Foundation Medicine, Inc. is an American company based in Boston, Massachusetts, which develops, manufactures, and sells genomic profiling assays based on next-generation sequencing technology for solid tumors, hematologic malignancies, and sarcomas.

==History==
Foundation Medicine was founded in Cambridge, Massachusetts. The company was conceived after Broad Institute researchers Levi Garraway and Matthew Meyerson published a 2007 paper detailing a method for large-panel testing of 238 DNA mutations.

Foundation Medicine launched in 2010 with a $25 million Series A financing led by Third Rock Ventures. The company released its first commercial assay, or test, called FoundationOne in 2012. The company also began partnering with pharmaceutical companies to analyze patient samples.
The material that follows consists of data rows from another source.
//! Application services — use-case implementations.
//!
//! Each service struct accepts port trait implementations via generic parameters
//! (constructor injection), keeping this layer decoupled from concrete adapters.
//! The page is borrowed per call since it belongs to the session, not the service.

pub mod clock_gate;
pub mod orchestrator;
pub mod reporter;
pub mod reservation;
pub mod session;
pub mod slot_selector;

#[cfg(test)]
pub(crate) mod testing;

use courtbook_domain::run_log::RunLog;

use crate::ports::Clock;

/// Append a status line to the run log and mirror it to tracing.
pub(crate) fn note(log: &mut RunLog, clock: &impl Clock, message: impl Into<String>) {
    let message = message.into();
    tracing::info!(run_id = %log.run_id(), "{message}");
    log.record(clock.now(), message);
}
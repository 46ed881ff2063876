//! Timestamps and how they read on the club's wall clock.

use chrono::{DateTime, Utc};
use chrono_tz::Tz;

/// UTC instant used for run log entries and clock readings.
pub type Timestamp = DateTime<Utc>;

/// `at` as `HH:MM:SS` in `zone`.
#[must_use]
pub fn wall_clock(at: Timestamp, zone: Tz) -> String {
    at.with_timezone(&zone).format("%H:%M:%S").to_string()
}

#[cfg(test)]
mod tests {
    use super::*;
    use chrono::TimeZone;

    #[test]
    fn should_render_release_instant_in_club_time() {
        let at = Utc.with_ymd_and_hms(2026, 10, 17, 11, 0, 1).unwrap();
        assert_eq!(wall_clock(at, chrono_tz::America::Toronto), "07:00:01");
        assert_eq!(wall_clock(at, Tz::UTC), "11:00:01");
    }

    #[test]
    fn should_follow_daylight_saving_changes() {
        let winter = Utc.with_ymd_and_hms(2026, 12, 1, 12, 0, 0).unwrap();
        assert_eq!(wall_clock(winter, chrono_tz::America::Toronto), "07:00:00");
    }
}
The first such program was piloted with Novartis in 2011, and by 2018, the company had more than 30 partnerships.

Foundation Medicine launched its second test, a hematological biomarker assay called FoundationOneHeme, in 2013. The company held its initial public offering in August 2013. The following year, Priority Health in Michigan became the first healthcare plan in the United States to cover the company's tests.

In 2016, using FoundationCore data, Foundation Medicine released anonymized records detailing genomic data on cancers from 18,000 adult patients to the National Cancer Institute's (NCI) Genomic Data Commons (GDC) portal.

In 2018, Roche acquired Foundation Medicine (via acquisition of the remaining 42.5% of Foundation Medicine for $2.4 billion), and currently operates it as a subsidiary.

Guardant Health sued Foundation Medicine over patents in 2019–2020. In 2021, Guardant Health licensed intellectual property to Foundation Medicine for $25 million in a settlement.

In 2024, Foundation Medicine moved its headquarters from Cambridge to a newly built tower in Boston’s Seaport District, consolidating their Massachusetts employees from four locations into one location.

==Products==
Foundation Medicine's products include genomic tests for solid tumors and blood-based cancers and sarcomas, as well as data services.

- FoundationOne CDx is a CGP test providing information for five tumor types: ovarian, lung, breast, colorectal, and melanoma.
- FoundationOne Liquid.
- FoundationOne Heme.
- The company's FoundationCore database contains more than 300,000 genomic profiles sourced from the results of the company's assays as well as information on over 150 subtypes of cancer.